Today marks the first day that my son is officially weaned from nursing. I made it past a year, but I didn't make it to my goal of 18 months. I just couldn't do it anymore. From day 1 I have had problems with nursing. I got motion sickness every time I nursed him for the first 4 months. Motion sickness! I had never even heard of that until I got it. On top of getting sick and dizzy with every nursing, I constantly had plugged ducts and got mastitis over and over. For those of you who don't know what mastitis is, it is an infection in the boobie. And it hurts. Oh my dog does it hurt. It also comes with flu-like symptoms that knock you on your butt. This last time I got it was the last straw. It is hard enough to take care of 3 kids without feeling like you've been hit by a truck.

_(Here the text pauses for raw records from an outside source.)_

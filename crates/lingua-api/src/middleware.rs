use axum::{
    extract::{Request, State},
    http::header,
    middleware::Next,
    response::Response,
};
use jsonwebtoken::{Algorithm, DecodingKey, Validation, decode};
use tracing::debug;

use lingua_types::api::Claims;

use crate::{ApiError, AppState, JwtSettings};

/// Checks signature, expiry, issuer and audience.
pub fn decode_token(settings: &JwtSettings, token: &str) -> jsonwebtoken::errors::Result<Claims> {
    let mut validation = Validation::new(Algorithm::HS256);
    validation.set_issuer(&[&settings.issuer]);
    validation.set_audience(&[&settings.audience]);

    let token_data = decode::<Claims>(
        token,
        &DecodingKey::from_secret(settings.secret.as_bytes()),
        &validation,
    )?;

    Ok(token_data.claims)
}

/// Extract and validate JWT from Authorization header.
pub async fn require_auth(
    State(state): State<AppState>,
    mut req: Request,
    next: Next,
) -> Result<Response, ApiError> {
    let token = req
        .headers()
        .get(header::AUTHORIZATION)
        .and_then(|v| v.to_str().ok())
        .and_then(|s| s.strip_prefix("Bearer "))
        .ok_or(ApiError::Unauthorized("Missing bearer token."))?;

    let claims = decode_token(&state.jwt, token).map_err(|e| {
        debug!("Token rejected: {}", e);
        ApiError::Unauthorized("Invalid or expired token.")
    })?;

    req.extensions_mut().insert(claims);
    Ok(next.run(req).await)
}
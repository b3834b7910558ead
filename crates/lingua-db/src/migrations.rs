use anyhow::Result;
use rusqlite::Connection;
use tracing::info;

pub fn run(conn: &Connection) -> Result<()> {
    conn.execute_batch(
        "
        CREATE TABLE IF NOT EXISTS users (
            id              INTEGER PRIMARY KEY AUTOINCREMENT,
            username        TEXT NOT NULL UNIQUE,
            email           TEXT NOT NULL UNIQUE,
            password_hash   TEXT NOT NULL,
            created_at      TEXT NOT NULL DEFAULT (datetime('now'))
        );

        CREATE TABLE IF NOT EXISTS messages (
            id              INTEGER PRIMARY KEY AUTOINCREMENT,
            content         TEXT NOT NULL,
            created_at      TEXT NOT NULL DEFAULT (datetime('now')),
            topic           TEXT NOT NULL DEFAULT '',
            error_analysis  TEXT NOT NULL DEFAULT '',
            user_id         INTEGER NOT NULL REFERENCES users(id)
        );

        CREATE INDEX IF NOT EXISTS idx_messages_user
            ON messages(user_id, id);
        ",
    )?;

    info!("Database migrations complete");
    Ok(())
}
pub mod auth;
pub mod chat;
pub mod error;
pub mod middleware;
pub mod profile;
pub mod state;

use axum::{
    Json, Router,
    routing::{get, post},
};
use serde_json::{Value, json};
use tracing::error;

pub use error::ApiError;
pub use state::{AppState, AppStateInner, JwtSettings};

/// Builds every route. Only the profile route sits behind `require_auth`.
pub fn router(state: AppState) -> Router {
    let public_routes = Router::new()
        .route("/api/auth/register", post(auth::register))
        .route("/api/auth/login", post(auth::login))
        .route("/api/chat/generate", post(chat::generate))
        .route("/health", get(health));

    let protected_routes = Router::new()
        .route("/api/auth/profile", get(profile::profile))
        .layer(axum::middleware::from_fn_with_state(
            state.clone(),
            middleware::require_auth,
        ));

    Router::new()
        .merge(public_routes)
        .merge(protected_routes)
        .with_state(state)
}

async fn health() -> Json<Value> {
    Json(json!({ "status": "ok" }))
}

/// Runs blocking DB/hashing work off the async runtime.
pub(crate) async fn run_blocking<F, T>(f: F) -> Result<T, ApiError>
where
    F: FnOnce() -> Result<T, ApiError> + Send + 'static,
    T: Send + 'static,
{
    tokio::task::spawn_blocking(f).await.map_err(|e| {
        error!("spawn_blocking join error: {}", e);
        ApiError::Internal
    })?
}
use crate::state::network::LoadingState;
use crossterm::event::KeyEvent;
use tourney_api::{Match, Tournament, TournamentView};

#[derive(Debug, Clone)]
pub enum NetworkRequest {
    LoadTournaments,
    LoadTournament { tournament_id: String },
    /// Re-fetch matches of the tournament currently open, if any.
    RefreshMatches,
}

#[derive(Debug)]
pub enum NetworkResponse {
    LoadingStateChanged { loading_state: LoadingState },
    TournamentsLoaded { tournaments: Vec<Tournament> },
    TournamentLoaded { view: TournamentView },
    MatchesUpdated { tournament_id: String, matches: Vec<Match> },
    Error { message: String },
}

#[derive(Debug, Clone)]
pub enum UiEvent {
    KeyPressed(KeyEvent),
    Resize,
    AppStarted,
}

The decision came with lots of tears, changing my mind 20 times, and of course...pain. I know I have portrayed nursing as some kind of medieval torture, but in reality, it is the most amazing gift I have been given as a mother. Knowing that I can nourish my child with my own body is such a feeling of accomplishment. Even with all the baby weight I still loved my body because of my ability to keep my new baby alive. The other magical aspect of nursing came with the bonding. Staring into my son's big blue eyes while he ate was my favorite time with him when he was first born. I knew that he knew exactly who I was and that he could count on me. It made me feel loved, and needed, and that always outweighed the nausea and pain.

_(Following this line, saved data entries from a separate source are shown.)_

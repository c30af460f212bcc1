pub mod bracket;
//! Single-elimination bracket reconstruction.
//!
//! The server hands out a flat, unordered match list where each match only
//! knows which matches feed into it (`parent_matches`). [`BracketBuilder`]
//! turns that list into columns: round 0 holds every match without parents,
//! and each following round holds the matches fed by the round before it.

use crate::{BracketRounds, GroupType, Match, Round};
use chrono::{DateTime, Utc};
use log::warn;
use std::cmp::Ordering;
use std::collections::HashSet;

/// Enough rounds for a 1024-entrant single-elimination tree.
pub const DEFAULT_MAX_DEPTH: usize = 10;

#[derive(Debug, Clone, Copy)]
pub struct BracketBuilder {
    /// Upper bound on emitted rounds. Guards against cyclic parent graphs.
    pub max_depth: usize,
}

impl Default for BracketBuilder {
    fn default() -> Self {
        Self { max_depth: DEFAULT_MAX_DEPTH }
    }
}

impl BracketBuilder {
    pub fn new(max_depth: usize) -> Self {
        Self { max_depth }
    }

    /// Derive the rounds of a bracket. Never fails: malformed input yields
    /// fewer rounds, and matches that could not be placed are listed in
    /// [`BracketRounds::unplaced`].
    pub fn build(&self, matches: &[Match], type_group: &GroupType) -> BracketRounds {
        if !type_group.is_olympic() || matches.is_empty() || self.max_depth == 0 {
            return BracketRounds::default();
        }

        let (mut current, mut pool): (Vec<&Match>, Vec<&Match>) =
            matches.iter().partition(|m| m.parent_matches.is_empty());

        if current.is_empty() {
            return finish(Vec::new(), pool);
        }
        current.sort_by(|a, b| display_order(a, b));

        let mut rounds: Vec<Vec<&Match>> = Vec::new();
        while rounds.len() < self.max_depth {
            let previous: HashSet<&str> = current.iter().map(|m| m.id.as_str()).collect();
            rounds.push(current);

            let fed_by_previous =
                |m: &Match| m.parent_matches.iter().any(|p| previous.contains(p.as_str()));

            // A parent still waiting in the pool defers the match until that
            // parent has been placed, so each match lands after its latest parent.
            // If every candidate is deferred, the waiting parents can no longer
            // be reached from this round and the candidates are placed anyway.
            let pending: HashSet<&str> = pool.iter().map(|m| m.id.as_str()).collect();
            let ready = |m: &Match| {
                fed_by_previous(m) && !m.parent_matches.iter().any(|p| pending.contains(p.as_str()))
            };
            let any_ready = pool.iter().any(|m| ready(m));
            let (mut next, rest): (Vec<&Match>, Vec<&Match>) = pool
                .into_iter()
                .partition(|m| if any_ready { ready(m) } else { fed_by_previous(m) });
            pool = rest;

            if next.is_empty() {
                return finish(rounds, pool);
            }
            next.sort_by(|a, b| display_order(a, b));
            current = next;
        }

        // Depth cap reached with a round still in hand.
        pool.extend(current);
        finish(rounds, pool)
    }
}

fn finish(rounds: Vec<Vec<&Match>>, leftover: Vec<&Match>) -> BracketRounds {
    let mut unplaced: Vec<String> = leftover.into_iter().map(|m| m.id.clone()).collect();
    unplaced.sort();
    if !unplaced.is_empty() {
        warn!(
            "bracket: {} match(es) could not be placed in a round: {}",
            unplaced.len(),
            unplaced.join(", ")
        );
    }

    let rounds = rounds
        .into_iter()
        .enumerate()
        .map(|(index, matches)| Round {
            index,
            matches: matches.into_iter().cloned().collect(),
        })
        .collect();

    BracketRounds { rounds, unplaced }
}

/// Left-to-right order within a round: planned start time (missing sorts as
/// the epoch), then id.
pub fn display_order(a: &Match, b: &Match) -> Ordering {
    start_key(a).cmp(&start_key(b)).then_with(|| a.id.cmp(&b.id))
}

fn start_key(m: &Match) -> DateTime<Utc> {
    m.planned_start_time.unwrap_or_default()
}

// ---------------------------------------------------------------------------
// Geometry
// ---------------------------------------------------------------------------

/// Distance between sibling slots in round `round`: `base_gap * 2^round`.
/// Doubling per round puts every parent at the midpoint of its two children.
pub fn sibling_gap(base_gap: u16, round: usize) -> u16 {
    let factor = 1u16.checked_shl(round as u32).unwrap_or(u16::MAX);
    base_gap.saturating_mul(factor)
}

/// Offset of the first slot in round `round`.
pub fn first_slot_offset(base_gap: u16, round: usize) -> u16 {
    sibling_gap(base_gap, round).saturating_sub(1) / 2
}

/// Offset of slot `slot` in round `round`.
pub fn slot_offset(base_gap: u16, round: usize, slot: usize) -> u16 {
    let slot = u16::try_from(slot).unwrap_or(u16::MAX);
    first_slot_offset(base_gap, round).saturating_add(sibling_gap(base_gap, round).saturating_mul(slot))
}

#[cfg(test)]
mod tests {
    use super::*;
    use chrono::TimeZone;

    fn m(id: &str, parents: &[&str]) -> Match {
        Match {
            id: id.into(),
            parent_matches: parents.iter().map(|p| p.to_string()).collect(),
            ..Default::default()
        }
    }

    fn at(mut m: Match, hour: u32) -> Match {
        m.planned_start_time = Some(Utc.with_ymd_and_hms(2026, 5, 1, hour, 0, 0).unwrap());
        m
    }

    fn ids(out: &BracketRounds) -> Vec<Vec<&str>> {
        out.rounds
            .iter()
            .map(|r| r.matches.iter().map(|m| m.id.as_str()).collect())
            .collect()
    }

    fn eight_team() -> Vec<Match> {
        vec![
            m("q1", &[]),
            m("q2", &[]),
            m("q3", &[]),
            m("q4", &[]),
            m("s1", &["q1", "q2"]),
            m("s2", &["q3", "q4"]),
            m("f", &["s1", "s2"]),
        ]
    }

    #[test]
    fn empty_input_has_no_rounds() {
        let out = BracketBuilder::default().build(&[], &GroupType::Olympic);
        assert!(out.is_empty());
        assert!(out.unplaced.is_empty());
    }

    #[test]
    fn parentless_matches_form_one_sorted_round() {
        let matches = vec![m("c", &[]), m("a", &[]), m("b", &[])];
        let out = BracketBuilder::default().build(&matches, &GroupType::Olympic);
        assert_eq!(ids(&out), vec![vec!["a", "b", "c"]]);
    }

    #[test]
    fn two_round_chain() {
        let matches = vec![m("C", &["A", "B"]), m("B", &[]), m("A", &[])];
        let out = BracketBuilder::default().build(&matches, &GroupType::Olympic);
        assert_eq!(ids(&out), vec![vec!["A", "B"], vec!["C"]]);
        assert_eq!(out.rounds[1].index, 1);
    }

    #[test]
    fn eight_team_bracket_has_three_rounds() {
        let out = BracketBuilder::default().build(&eight_team(), &GroupType::Olympic);
        assert_eq!(
            ids(&out),
            vec![vec!["q1", "q2", "q3", "q4"], vec!["s1", "s2"], vec!["f"]]
        );
        assert!(out.unplaced.is_empty());
    }

    #[test]
    fn output_is_independent_of_input_order() {
        let builder = BracketBuilder::default();
        let base = eight_team();
        let expected = builder.build(&base, &GroupType::Olympic);

        let mut reversed = base.clone();
        reversed.reverse();
        assert_eq!(builder.build(&reversed, &GroupType::Olympic), expected);

        let mut rotated = base.clone();
        rotated.rotate_left(3);
        assert_eq!(builder.build(&rotated, &GroupType::Olympic), expected);

        let mut swapped = base;
        swapped.swap(0, 6);
        swapped.swap(2, 4);
        assert_eq!(builder.build(&swapped, &GroupType::Olympic), expected);
    }

    #[test]
    fn start_time_orders_before_id() {
        let matches = vec![at(m("a", &[]), 18), at(m("b", &[]), 12), m("c", &[])];
        let out = BracketBuilder::default().build(&matches, &GroupType::Olympic);
        // "c" has no start time and sorts as the epoch.
        assert_eq!(ids(&out), vec![vec!["c", "b", "a"]]);
    }

    #[test]
    fn equal_start_times_tie_break_on_id() {
        let matches = vec![at(m("m-2", &[]), 9), at(m("m-10", &[]), 9), at(m("m-1", &[]), 9)];
        let out = BracketBuilder::default().build(&matches, &GroupType::Olympic);
        assert_eq!(ids(&out), vec![vec!["m-1", "m-10", "m-2"]]);
    }

    #[test]
    fn long_chain_is_cut_at_depth_cap() {
        let mut matches = vec![m("r0", &[])];
        for i in 1..15 {
            let parent = format!("r{}", i - 1);
            matches.push(m(&format!("r{i}"), &[parent.as_str()]));
        }
        let out = BracketBuilder::default().build(&matches, &GroupType::Olympic);
        assert_eq!(out.len(), DEFAULT_MAX_DEPTH);
        assert_eq!(out.rounds.last().unwrap().matches[0].id, "r9");
        assert_eq!(out.unplaced.len(), 5);
        assert!(out.unplaced.contains(&"r14".to_string()));
    }

    #[test]
    fn depth_cap_is_configurable() {
        let out = BracketBuilder::new(2).build(&eight_team(), &GroupType::Olympic);
        assert_eq!(out.len(), 2);
        assert_eq!(out.unplaced, vec!["f".to_string()]);
    }

    #[test]
    fn non_olympic_groups_get_no_rounds() {
        let builder = BracketBuilder::default();
        assert!(builder.build(&eight_team(), &GroupType::RoundRobin).is_empty());
        assert!(builder.build(&eight_team(), &GroupType::parse("round_robin")).is_empty());
        assert!(builder.build(&eight_team(), &GroupType::Other("SWISS".into())).is_empty());
    }

    #[test]
    fn mixed_generation_parent_lands_after_latest_parent() {
        // "late" is fed by a first-round match and by a second-round match.
        let matches = vec![
            m("a", &[]),
            m("b", &[]),
            m("c", &[]),
            m("ab", &["a", "b"]),
            m("late", &["ab", "c"]),
        ];
        let out = BracketBuilder::default().build(&matches, &GroupType::Olympic);
        assert_eq!(ids(&out), vec![vec!["a", "b", "c"], vec!["ab"], vec!["late"]]);
    }

    #[test]
    fn every_match_is_placed_at_most_once() {
        let matches = vec![
            m("a", &[]),
            m("b", &[]),
            m("c", &[]),
            m("ab", &["a", "b"]),
            m("late", &["ab", "c"]),
        ];
        let out = BracketBuilder::default().build(&matches, &GroupType::Olympic);
        let mut seen: Vec<&str> = out.rounds.iter().flat_map(|r| r.matches.iter().map(|m| m.id.as_str())).collect();
        let total = seen.len();
        seen.sort();
        seen.dedup();
        assert_eq!(seen.len(), total);
        assert_eq!(total, matches.len());
    }

    #[test]
    fn unknown_parent_ids_do_not_block_placement() {
        let matches = vec![m("a", &[]), m("b", &["a", "ghost"])];
        let out = BracketBuilder::default().build(&matches, &GroupType::Olympic);
        assert_eq!(ids(&out), vec![vec!["a"], vec!["b"]]);
    }

    #[test]
    fn unreachable_parent_does_not_hide_its_subtree() {
        // y is fed only by a match that does not exist, so it never gets a round.
        let matches = vec![
            m("a", &[]),
            m("b", &[]),
            m("y", &["ghost"]),
            m("x", &["a", "y"]),
            m("f", &["x", "b"]),
        ];
        let out = BracketBuilder::default().build(&matches, &GroupType::Olympic);
        assert_eq!(ids(&out), vec![vec!["a", "b"], vec!["x"], vec!["f"]]);
        assert_eq!(out.unplaced, vec!["y".to_string()]);
    }

    #[test]
    fn cycles_are_reported_not_rendered() {
        let matches = vec![m("a", &[]), m("x", &["y"]), m("y", &["x"])];
        let out = BracketBuilder::default().build(&matches, &GroupType::Olympic);
        assert_eq!(ids(&out), vec![vec!["a"]]);
        assert_eq!(out.unplaced, vec!["x".to_string(), "y".to_string()]);
    }

    #[test]
    fn all_matches_with_parents_yields_no_rounds() {
        let matches = vec![m("x", &["y"]), m("y", &["x"])];
        let out = BracketBuilder::default().build(&matches, &GroupType::Olympic);
        assert!(out.is_empty());
        assert_eq!(out.unplaced.len(), 2);
    }

    #[test]
    fn zero_depth_builds_nothing() {
        let out = BracketBuilder::new(0).build(&eight_team(), &GroupType::Olympic);
        assert!(out.is_empty());
    }

    #[test]
    fn sibling_gap_doubles_per_round() {
        assert_eq!(sibling_gap(4, 0), 4);
        assert_eq!(sibling_gap(4, 1), 8);
        assert_eq!(sibling_gap(4, 3), 32);
        assert_eq!(sibling_gap(4, 40), u16::MAX);
    }

    #[test]
    fn parent_slot_is_midpoint_of_children() {
        let base = 4;
        for round in 0..5usize {
            for parent in 0..4usize {
                let top = slot_offset(base, round, 2 * parent);
                let bottom = slot_offset(base, round, 2 * parent + 1);
                assert_eq!(slot_offset(base, round + 1, parent), (top + bottom) / 2);
            }
        }
    }

    #[test]
    fn first_slot_offsets() {
        let offsets: Vec<u16> = (0..4).map(|r| first_slot_offset(4, r)).collect();
        assert_eq!(offsets, vec![1, 3, 7, 15]);
    }
}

Alas, the time has come to say goodbye to this wonderful experience. My little Philly now sits in his highchair and eats with the family.
He can rely on his sippy when he is thirsty, and he has learned that he can count on Mommy to care for him no matter where the food is coming from.
My days of being a human vending machine are over, possibly forever. I'll miss it and I'm sure I will cry about it for weeks to come, but on the bright side I can now cry about it with a glass of chardonnay.